HOW TO COMPLETE THIS TASK
Read the records below and copy each line that contains "ArgMatches".

LISTED RECORDS
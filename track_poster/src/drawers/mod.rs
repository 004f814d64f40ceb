//! Interchangeable poster bodies. Each drawer registers its own flags and
//! renders into the area the poster hands it.

use std::collections::BTreeMap;

use clap::{ArgMatches, Command};

use crate::color::{interpolate_color, Rgb};
use crate::geometry::{ValueRange, XY};
use crate::poster::{Palette, Poster, TrackSet};
use crate::svg::SvgDocument;
use crate::PosterError;

mod circular;
mod geo_grid;
mod github;
mod grid;
mod month_of_life;
mod plain;
mod year_summary;

pub use circular::CircularDrawer;
pub use geo_grid::GeoGridDrawer;
pub use github::GithubDrawer;
pub use grid::GridDrawer;
pub use month_of_life::MonthOfLifeDrawer;
pub use plain::PlainDrawer;
pub use year_summary::YearSummaryDrawer;

pub trait TracksDrawer: Send + Sync {
    fn name(&self) -> &'static str;

    /// Register this drawer's flags on the command line.
    fn create_args(&self, cmd: Command) -> Command {
        cmd
    }

    fn fetch_args(&mut self, _matches: &ArgMatches) -> Result<(), PosterError> {
        Ok(())
    }

    fn draw(
        &self,
        ctx: &DrawContext,
        doc: &mut SvgDocument,
        size: XY,
        offset: XY,
    ) -> Result<(), PosterError>;

    /// Whether the poster skips header and footer for this drawer.
    fn body_only(&self) -> bool {
        false
    }
}

/// Every drawer keyed by its `--type` name.
pub fn registry() -> BTreeMap<&'static str, Box<dyn TracksDrawer>> {
    let drawers: Vec<Box<dyn TracksDrawer>> = vec![
        Box::new(GridDrawer),
        Box::new(CircularDrawer::default()),
        Box::new(GithubDrawer::default()),
        Box::new(GeoGridDrawer),
        Box::new(MonthOfLifeDrawer::default()),
        Box::new(YearSummaryDrawer::default()),
        Box::new(PlainDrawer::default()),
    ];
    drawers.into_iter().map(|d| (d.name(), d)).collect()
}

/// What a drawer sees: the poster, read-only, and the palette in effect.
pub struct DrawContext<'a> {
    pub poster: &'a Poster,
    pub colors: Palette,
}

impl<'a> DrawContext<'a> {
    pub fn new(poster: &'a Poster, colors: Palette) -> Self {
        Self { poster, colors }
    }

    pub fn tracks(&self) -> &'a TrackSet {
        self.poster.tracks()
    }

    /// Position of `length` within `range`, blended between the primary and
    /// secondary color of the track or special pair.
    pub fn color(&self, range: &ValueRange, length: f64, is_special: bool) -> Rgb {
        let (c1, c2) = if is_special {
            (self.colors.special, self.colors.special2)
        } else {
            (self.colors.track, self.colors.track2)
        };
        if range.diameter() == 0.0 {
            return c1;
        }
        interpolate_color(&c1, &c2, (length - range.lower()) / range.diameter())
    }

    /// [`DrawContext::color`] with the distance bands applied: a length between
    /// the two thresholds (or a marked track) uses the special pair, a length
    /// at or over the upper one is forced to `special2`.
    pub fn special_color(&self, range: &ValueRange, meters: f64, marked: bool) -> Rgb {
        let km = meters / 1000.0;
        let sd = self.poster.special_distance;
        if km >= sd.upper {
            return self.colors.special2;
        }
        let in_band = sd.lower < km && km < sd.upper;
        self.color(range, meters, marked || in_band)
    }
}
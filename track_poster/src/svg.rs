//! Minimal SVG writer. Elements are rendered to strings in document order.

use std::fmt::Write as _;
use std::fs;
use std::path::Path;

use crate::geometry::XY;
use crate::PosterError;

/// Format a coordinate compactly: three decimals, trailing zeros dropped.
pub fn num(value: f64) -> String {
    let mut s = format!("{value:.3}");
    if s.contains('.') {
        while s.ends_with('0') {
            s.pop();
        }
        if s.ends_with('.') {
            s.pop();
        }
    }
    if s == "-0" {
        s = "0".to_string();
    }
    s
}

pub fn escape(text: &str) -> String {
    let mut out = String::with_capacity(text.len());
    for c in text.chars() {
        match c {
            '&' => out.push_str("&amp;"),
            '<' => out.push_str("&lt;"),
            '>' => out.push_str("&gt;"),
            '"' => out.push_str("&quot;"),
            '\'' => out.push_str("&apos;"),
            _ => out.push(c),
        }
    }
    out
}

pub fn points_attr(points: &[XY]) -> String {
    points
        .iter()
        .map(|p| format!("{},{}", num(p.x), num(p.y)))
        .collect::<Vec<_>>()
        .join(" ")
}

#[derive(Clone, Debug)]
pub struct Element {
    name: &'static str,
    attrs: Vec<(&'static str, String)>,
    children: Vec<Element>,
    text: Option<String>,
}

impl Element {
    pub fn new(name: &'static str) -> Self {
        Self {
            name,
            attrs: Vec::new(),
            children: Vec::new(),
            text: None,
        }
    }

    pub fn attr(mut self, key: &'static str, value: impl Into<String>) -> Self {
        self.attrs.push((key, value.into()));
        self
    }

    pub fn num_attr(self, key: &'static str, value: f64) -> Self {
        self.attr(key, num(value))
    }

    pub fn text(mut self, text: impl Into<String>) -> Self {
        self.text = Some(text.into());
        self
    }

    pub fn child(mut self, child: Element) -> Self {
        self.children.push(child);
        self
    }

    /// Tooltip text, emitted as a nested `<title>`.
    pub fn title(self, text: impl Into<String>) -> Self {
        self.child(Element::new("title").text(text))
    }

    pub fn desc(self, text: impl Into<String>) -> Self {
        self.child(Element::new("desc").text(text))
    }

    pub fn name(&self) -> &str {
        self.name
    }

    pub fn get_attr(&self, key: &str) -> Option<&str> {
        self.attrs
            .iter()
            .find(|(k, _)| *k == key)
            .map(|(_, v)| v.as_str())
    }

    pub fn children(&self) -> &[Element] {
        &self.children
    }

    pub fn text_content(&self) -> Option<&str> {
        self.text.as_deref()
    }

    fn write_to(&self, out: &mut String) {
        out.push('<');
        out.push_str(self.name);
        for (key, value) in &self.attrs {
            let _ = write!(out, r#" {}="{}""#, key, escape(value));
        }
        if self.children.is_empty() && self.text.is_none() {
            out.push_str("/>");
            return;
        }
        out.push('>');
        if let Some(text) = &self.text {
            out.push_str(&escape(text));
        }
        for child in &self.children {
            child.write_to(out);
        }
        let _ = write!(out, "</{}>", self.name);
    }

    pub fn render(&self) -> String {
        let mut out = String::new();
        self.write_to(&mut out);
        out
    }
}

pub fn rect(insert: XY, size: XY) -> Element {
    Element::new("rect")
        .num_attr("x", insert.x)
        .num_attr("y", insert.y)
        .num_attr("width", size.x)
        .num_attr("height", size.y)
}

pub fn text(content: impl Into<String>, insert: XY) -> Element {
    Element::new("text")
        .num_attr("x", insert.x)
        .num_attr("y", insert.y)
        .text(content)
}

pub fn polyline(points: &[XY]) -> Element {
    Element::new("polyline")
        .attr("points", points_attr(points))
        .attr("fill", "none")
        .attr("stroke-linecap", "round")
        .attr("stroke-linejoin", "round")
}

pub fn circle(center: XY, r: f64) -> Element {
    Element::new("circle")
        .num_attr("cx", center.x)
        .num_attr("cy", center.y)
        .num_attr("r", r)
}

pub fn line(start: XY, end: XY) -> Element {
    Element::new("line")
        .num_attr("x1", start.x)
        .num_attr("y1", start.y)
        .num_attr("x2", end.x)
        .num_attr("y2", end.y)
}

/// A page sized in millimeters with a matching unit-less viewBox.
#[derive(Clone, Debug)]
pub struct SvgDocument {
    width: f64,
    height: f64,
    elements: Vec<Element>,
}

impl SvgDocument {
    pub fn new(width: f64, height: f64) -> Self {
        Self {
            width,
            height,
            elements: Vec::new(),
        }
    }

    pub fn size(&self) -> XY {
        XY::new(self.width, self.height)
    }

    pub fn add(&mut self, element: Element) {
        self.elements.push(element);
    }

    pub fn elements(&self) -> &[Element] {
        &self.elements
    }

    /// Depth-first walk over every element, including nested ones.
    pub fn descendants(&self) -> Vec<&Element> {
        fn walk<'a>(e: &'a Element, out: &mut Vec<&'a Element>) {
            out.push(e);
            for c in &e.children {
                walk(c, out);
            }
        }
        let mut out = Vec::new();
        for e in &self.elements {
            walk(e, &mut out);
        }
        out
    }

    pub fn render(&self) -> String {
        let mut out = String::new();
        out.push_str(r#"<?xml version="1.0" encoding="utf-8" ?>"#);
        out.push('\n');
        let _ = write!(
            out,
            r#"<svg xmlns="http://www.w3.org/2000/svg" xmlns:xlink="http://www.w3.org/1999/xlink" version="1.1" width="{w}mm" height="{h}mm" viewBox="0 0 {w} {h}">"#,
            w = num(self.width),
            h = num(self.height),
        );
        out.push('\n');
        for element in &self.elements {
            element.write_to(&mut out);
            out.push('\n');
        }
        out.push_str("</svg>\n");
        out
    }

    pub fn save(&self, path: &Path) -> Result<(), PosterError> {
        fs::write(path, self.render())?;
        Ok(())
    }
}

#[cfg(test)]
mod tests {
    use super::*;

    #[test]
    fn num_trims_trailing_zeros() {
        assert_eq!(num(10.0), "10");
        assert_eq!(num(2.6), "2.6");
        assert_eq!(num(1.23456), "1.235");
        assert_eq!(num(-0.0001), "0");
    }

    #[test]
    fn tooltips_are_child_elements() {
        let e = rect(XY::new(1.0, 2.0), XY::new(2.6, 2.6))
            .attr("fill", "#ff0000")
            .title("2024-03-15 5.0 km");
        assert_eq!(
            e.render(),
            r##"<rect x="1" y="2" width="2.6" height="2.6" fill="#ff0000"><title>2024-03-15 5.0 km</title></rect>"##
        );
    }

    #[test]
    fn document_declares_millimeter_size() {
        let mut doc = SvgDocument::new(200.0, 300.0);
        doc.add(text("A & B", XY::new(10.0, 20.0)));
        let out = doc.render();
        assert!(out.contains(r#"width="200mm" height="300mm" viewBox="0 0 200 300""#));
        assert!(out.contains("A &amp; B"));
        assert!(out.trim_end().ends_with("</svg>"));
    }
}
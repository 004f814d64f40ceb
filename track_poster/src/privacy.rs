//! Hides sensitive parts of stored polylines before they are drawn.

use crate::geometry::{distance, LatLng};

#[derive(Clone, Debug, Default)]
pub struct PrivacyFilter {
    /// Meters trimmed from both ends of every line.
    pub start_end_range: f64,
    /// Points closer than `ignore_range` meters to any of these are dropped.
    pub ignore_points: Vec<LatLng>,
    pub ignore_range: f64,
}

impl PrivacyFilter {
    pub fn is_noop(&self) -> bool {
        self.start_end_range <= 0.0 && (self.ignore_points.is_empty() || self.ignore_range <= 0.0)
    }

    /// Returns `None` when nothing survives.
    pub fn apply(&self, points: &[LatLng]) -> Option<Vec<LatLng>> {
        if points.is_empty() {
            return Some(Vec::new());
        }
        let trimmed = self.trim_ends(points);
        let kept: Vec<LatLng> = trimmed
            .iter()
            .filter(|p| {
                !self
                    .ignore_points
                    .iter()
                    .any(|q| distance(p, q) < self.ignore_range)
            })
            .copied()
            .collect();
        if kept.is_empty() {
            None
        } else {
            Some(kept)
        }
    }

    fn trim_ends<'a>(&self, points: &'a [LatLng]) -> &'a [LatLng] {
        if self.start_end_range <= 0.0 {
            return points;
        }
        let last = points.len() - 1;
        let mut start = 0;
        let mut walked = 0.0;
        for i in 1..points.len() {
            walked += distance(&points[i], &points[i - 1]);
            if walked > self.start_end_range {
                start = i;
                break;
            }
        }
        let mut end = last;
        walked = 0.0;
        for i in (0..last).rev() {
            walked += distance(&points[i], &points[i + 1]);
            if walked > self.start_end_range {
                end = i;
                break;
            }
        }
        if start >= end {
            return &[];
        }
        &points[start..=end]
    }
}
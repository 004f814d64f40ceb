//! UTC offset resolution for turning track timestamps into local wall-clock time.

use chrono::{DateTime, FixedOffset, NaiveDateTime, Offset, Utc};
use chrono_tz::Tz;
use dashmap::DashMap;
use tracing::debug;
use tzf_rs::DefaultFinder;

use crate::geometry::LatLng;
use crate::PosterError;

/// Cache resolution for coordinate lookups, in buckets per degree.
const BUCKETS_PER_DEGREE: f64 = 100.0;

pub trait TimezoneLookup: Send + Sync {
    /// Current UTC offset at `point`, `None` when no zone is known there.
    fn utc_offset(&self, point: &LatLng) -> Option<FixedOffset>;
}

fn current_offset(tz: &Tz) -> FixedOffset {
    Utc::now().with_timezone(tz).offset().fix()
}

/// Point-in-polygon IANA zone lookup with a per-bucket offset cache.
pub struct TzfLookup {
    finder: DefaultFinder,
    cache: DashMap<(i64, i64), Option<FixedOffset>>,
}

impl TzfLookup {
    pub fn new() -> Self {
        Self {
            finder: DefaultFinder::new(),
            cache: DashMap::new(),
        }
    }

    fn bucket(point: &LatLng) -> (i64, i64) {
        (
            (point.lat * BUCKETS_PER_DEGREE).floor() as i64,
            (point.lng * BUCKETS_PER_DEGREE).floor() as i64,
        )
    }
}

impl Default for TzfLookup {
    fn default() -> Self {
        Self::new()
    }
}

impl TimezoneLookup for TzfLookup {
    fn utc_offset(&self, point: &LatLng) -> Option<FixedOffset> {
        let key = Self::bucket(point);
        if let Some(hit) = self.cache.get(&key) {
            return *hit;
        }
        let name = self.finder.get_tz_name(point.lng, point.lat);
        let offset = match name.parse::<Tz>() {
            Ok(tz) => Some(current_offset(&tz)),
            Err(_) => {
                debug!(zone = name, lat = point.lat, lng = point.lng, "unknown timezone");
                None
            }
        };
        self.cache.insert(key, offset);
        offset
    }
}

/// One zone for every point, as selected with `--timezone`.
pub struct NamedZone(Tz);

impl NamedZone {
    pub fn parse(name: &str) -> Result<Self, PosterError> {
        name.parse::<Tz>()
            .map(NamedZone)
            .map_err(|_| PosterError::Parameter(format!("Unknown timezone: {name}")))
    }
}

impl TimezoneLookup for NamedZone {
    fn utc_offset(&self, _point: &LatLng) -> Option<FixedOffset> {
        Some(current_offset(&self.0))
    }
}

/// A constant offset regardless of position.
pub struct FixedZone(pub FixedOffset);

impl FixedZone {
    pub fn utc() -> Self {
        FixedZone(Utc.fix())
    }
}

impl TimezoneLookup for FixedZone {
    fn utc_offset(&self, _point: &LatLng) -> Option<FixedOffset> {
        Some(self.0)
    }
}

/// Shift `start`/`end` into local time with one offset for both.
///
/// A non-zero offset carried by the source wins; otherwise the zone of
/// `first_point` is looked up. No point (or no zone) means UTC.
pub fn localize(
    start: DateTime<Utc>,
    end: DateTime<Utc>,
    source_offset: Option<FixedOffset>,
    first_point: Option<&LatLng>,
    lookup: &dyn TimezoneLookup,
) -> (NaiveDateTime, NaiveDateTime) {
    let offset = source_offset
        .filter(|o| o.local_minus_utc() != 0)
        .or_else(|| first_point.and_then(|p| lookup.utc_offset(p)))
        .unwrap_or_else(|| Utc.fix());
    (
        start.with_timezone(&offset).naive_local(),
        end.with_timezone(&offset).naive_local(),
    )
}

RESULT OF THIS EXERCISE
use clap::{ArgMatches, Command};
    fn fetch_args(&mut self, _matches: &ArgMatches) -> Result<(), PosterError> {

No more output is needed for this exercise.